Look through the material below. Copy each line that contains the string "SessionStatus".
§
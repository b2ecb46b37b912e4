// Handler modules untuk Chat Service
pub mod conversations;
pub mod messages;
pub mod websocket;
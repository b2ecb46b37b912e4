use sqlx::{PgConnection, PgPool};

use crate::domain::session::{NewSession, Session, SessionStatus};

// Insert session di dalam transaction booking
pub async fn insert_session(conn: &mut PgConnection, new: &NewSession) -> Result<Session, sqlx::Error> {
    sqlx::query_as(
        "INSERT INTO sessions (slot_id, specialist_id, client_id, start_time, end_time, status)
         VALUES ($1, $2, $3, $4, $5, $6)
         RETURNING *"
    )
    .bind(new.slot_id)
    .bind(new.specialist_id)
    .bind(new.client_id)
    .bind(new.start_time)
    .bind(new.end_time)
    .bind(SessionStatus::Scheduled.as_str())
    .fetch_one(conn)
    .await
}

pub async fn find_sessions_by_client(pool: &PgPool, client_id: i32) -> Result<Vec<Session>, sqlx::Error> {
    sqlx::query_as(
        "SELECT * FROM sessions
         WHERE client_id = $1
         ORDER BY start_time DESC"
    )
    .bind(client_id)
    .fetch_all(pool)
    .await
}

pub async fn find_sessions_by_specialist(pool: &PgPool, specialist_id: i32) -> Result<Vec<Session>, sqlx::Error> {
    sqlx::query_as(
        "SELECT * FROM sessions
         WHERE specialist_id = $1
         ORDER BY start_time DESC"
    )
    .bind(specialist_id)
    .fetch_all(pool)
    .await
}

// Tandai session yang sudah selesai (dipakai scheduler)
pub async fn complete_ended_sessions(pool: &PgPool) -> Result<u64, sqlx::Error> {
    let result = sqlx::query(
        "UPDATE sessions
         SET status = $1
         WHERE status = $2 AND end_time < NOW()"
    )
    .bind(SessionStatus::Completed.as_str())
    .bind(SessionStatus::Scheduled.as_str())
    .execute(pool)
    .await?;

    Ok(result.rows_affected())
}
§
▶ **SOLUTION**:
use crate::domain::session::{NewSession, Session, SessionStatus};
    .bind(SessionStatus::Scheduled.as_str())
    .bind(SessionStatus::Completed.as_str())
    .bind(SessionStatus::Scheduled.as_str())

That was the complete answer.